# Task to carry out
Each record should be retyped word for word.

# Dataset content
★ ★ ★
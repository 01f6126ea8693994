//! Assembly of ordered label data, segment catalog, and geometry bindings
//! into serialized DICOM objects.
//!
//! Two target formats are supported: the voxel-based Segmentation object
//! (BINARY, 1-bit packed multi-frame) and the contour-based RT Structure
//! Set, which additionally runs a pluggable boundary-tracing step per
//! segment per slice.

use std::collections::BTreeMap;

use dicom::core::value::{DataSetSequence, PrimitiveValue};
use dicom::core::{DataElement, Tag, VR};
use dicom::object::{FileMetaTableBuilder, InMemDicomObject};
use dicom_dictionary_std::{tags, uids};
use ndarray::ArrayView2;
use serde::Serialize;
use thiserror::Error;
use tracing::debug;
use uuid::Uuid;

use crate::binding::OrderedBinding;
use crate::catalog::SegmentDescriptor;
use crate::session::{CodedConcept, InstanceReference, SeriesContext};

/// Series description applied when the caller supplies none.
pub const DEFAULT_SERIES_DESCRIPTION: &str = "Research Derived Series";

const DEFAULT_ORIENTATION: [f64; 6] = [1.0, 0.0, 0.0, 0.0, 1.0, 0.0];
const DEFAULT_PIXEL_SPACING: [f64; 2] = [1.0, 1.0];

#[derive(Debug, Error)]
pub enum EncodeError {
    #[error("segmentation contains no labeled voxels")]
    EmptyCatalog,

    #[error("no image position resolved for referenced image {image_id}")]
    MissingPosition { image_id: String },

    #[error("no SOP reference resolved for referenced image {image_id}")]
    MissingInstanceReference { image_id: String },

    #[error("failed to assemble file meta information: {0}")]
    MetaAssembly(String),

    #[error("DICOM write error: {0}")]
    Write(#[from] dicom::object::WriteError),
}

/// Recognized encoding options.
#[derive(Clone, Debug)]
pub struct EncodeOptions {
    /// Series description of the derived series; defaults to
    /// [`DEFAULT_SERIES_DESCRIPTION`].
    pub series_description: Option<String>,
    /// Omit frames for (segment, slice) pairs where the segment has no
    /// voxels. On by default.
    pub skip_empty_frames: bool,
}

impl Default for EncodeOptions {
    fn default() -> Self {
        Self {
            series_description: None,
            skip_empty_frames: true,
        }
    }
}

impl EncodeOptions {
    fn effective_description(&self) -> String {
        self.series_description
            .clone()
            .unwrap_or_else(|| DEFAULT_SERIES_DESCRIPTION.to_owned())
    }
}

/// Summary of an encoded object, sufficient to reconstruct which source
/// image each output slice corresponds to. This is the deterministic,
/// byte-comparable part of the export result.
#[derive(Clone, Debug, PartialEq, Serialize)]
pub struct Manifest {
    pub series_description: String,
    pub study_instance_uid: String,
    pub referenced_series_instance_uid: String,
    pub segment_count: usize,
    pub slice_count: usize,
    /// One entry per catalog segment, ascending by number.
    pub segments: Vec<SegmentDescriptor>,
    /// Source image id for every output slice, in output order.
    pub slice_image_ids: Vec<String>,
    /// Root of the storage endpoint the object was posted to, when it was.
    #[serde(skip_serializing_if = "Option::is_none")]
    pub storage_root: Option<String>,
}

impl Manifest {
    /// Canonical JSON rendering; two exports of the same snapshot yield
    /// identical bytes.
    pub fn json_bytes(&self) -> serde_json::Result<Vec<u8>> {
        serde_json::to_vec(self)
    }
}

/// A serialized segmentation object plus its manifest. Transport-agnostic;
/// the export gateway decides how to frame it.
#[derive(Clone, Debug)]
pub struct EncodedSegmentation {
    pub manifest: Manifest,
    pub payload: Vec<u8>,
}

/// Boundary-tracing step for the Structure Set path, marching-squares
/// style. Implementations return closed planar contours of `segment`
/// within one slice, as (row, column) points in pixel space.
pub trait ContourTracer {
    fn trace(&self, slice: ArrayView2<'_, u16>, segment: u16) -> Vec<Vec<[f64; 2]>>;
}

type Element = DataElement<InMemDicomObject>;
type Catalog = BTreeMap<u16, SegmentDescriptor>;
★ ★ ★
# Result for this task
repository 01f6126ea8693994
//! Assembly of ordered label data, segment catalog, and geometry bindings
//! into serialized DICOM objects.
//!
//! Two target formats are supported: the voxel-based Segmentation object
//! (BINARY, 1-bit packed multi-frame) and the contour-based RT Structure
//! Set, which additionally runs a pluggable boundary-tracing step per
//! segment per slice.

use std::collections::BTreeMap;

use dicom::core::value::{DataSetSequence, PrimitiveValue};
use dicom::core::{DataElement, Tag, VR};
use dicom::object::{FileMetaTableBuilder, InMemDicomObject};
use dicom_dictionary_std::{tags, uids};
use ndarray::ArrayView2;
use serde::Serialize;
use thiserror::Error;
use tracing::debug;
use uuid::Uuid;

use crate::binding::OrderedBinding;
use crate::catalog::SegmentDescriptor;
use crate::session::{CodedConcept, InstanceReference, SeriesContext};

/// Series description applied when the caller supplies none.
pub const DEFAULT_SERIES_DESCRIPTION: &str = "Research Derived Series";

const DEFAULT_ORIENTATION: [f64; 6] = [1.0, 0.0, 0.0, 0.0, 1.0, 0.0];
const DEFAULT_PIXEL_SPACING: [f64; 2] = [1.0, 1.0];

#[derive(Debug, Error)]
pub enum EncodeError {
    #[error("segmentation contains no labeled voxels")]
    EmptyCatalog,

    #[error("no image position resolved for referenced image {image_id}")]
    MissingPosition { image_id: String },

    #[error("no SOP reference resolved for referenced image {image_id}")]
    MissingInstanceReference { image_id: String },

    #[error("failed to assemble file meta information: {0}")]
    MetaAssembly(String),

    #[error("DICOM write error: {0}")]
    Write(#[from] dicom::object::WriteError),
}

/// Recognized encoding options.
#[derive(Clone, Debug)]
pub struct EncodeOptions {
    /// Series description of the derived series; defaults to
    /// [`DEFAULT_SERIES_DESCRIPTION`].
    pub series_description: Option<String>,
    /// Omit frames for (segment, slice) pairs where the segment has no
    /// voxels. On by default.
    pub skip_empty_frames: bool,
}

impl Default for EncodeOptions {
    fn default() -> Self {
        Self {
            series_description: None,
            skip_empty_frames: true,
        }
    }
}

impl EncodeOptions {
    fn effective_description(&self) -> String {
        self.series_description
            .clone()
            .unwrap_or_else(|| DEFAULT_SERIES_DESCRIPTION.to_owned())
    }
}

/// Summary of an encoded object, sufficient to reconstruct which source
/// image each output slice corresponds to. This is the deterministic,
/// byte-comparable part of the export result.
#[derive(Clone, Debug, PartialEq, Serialize)]
pub struct Manifest {
    pub series_description: String,
    pub study_instance_uid: String,
    pub referenced_series_instance_uid: String,
    pub segment_count: usize,
    pub slice_count: usize,
    /// One entry per catalog segment, ascending by number.
    pub segments: Vec<SegmentDescriptor>,
    /// Source image id for every output slice, in output order.
    pub slice_image_ids: Vec<String>,
    /// Root of the storage endpoint the object was posted to, when it was.
    #[serde(skip_serializing_if = "Option::is_none")]
    pub storage_root: Option<String>,
}

impl Manifest {
    /// Canonical JSON rendering; two exports of the same snapshot yield
    /// identical bytes.
    pub fn json_bytes(&self) -> serde_json::Result<Vec<u8>> {
        serde_json::to_vec(self)
    }
}

/// A serialized segmentation object plus its manifest. Transport-agnostic;
/// the export gateway decides how to frame it.
#[derive(Clone, Debug)]
pub struct EncodedSegmentation {
    pub manifest: Manifest,
    pub payload: Vec<u8>,
}

/// Boundary-tracing step for the Structure Set path, marching-squares
/// style. Implementations return closed planar contours of `segment`
/// within one slice, as (row, column) points in pixel space.
pub trait ContourTracer {
    fn trace(&self, slice: ArrayView2<'_, u16>, segment: u16) -> Vec<Vec<[f64; 2]>>;
}

type Element = DataElement<InMemDicomObject>;
type Catalog = BTreeMap<u16, SegmentDescriptor>;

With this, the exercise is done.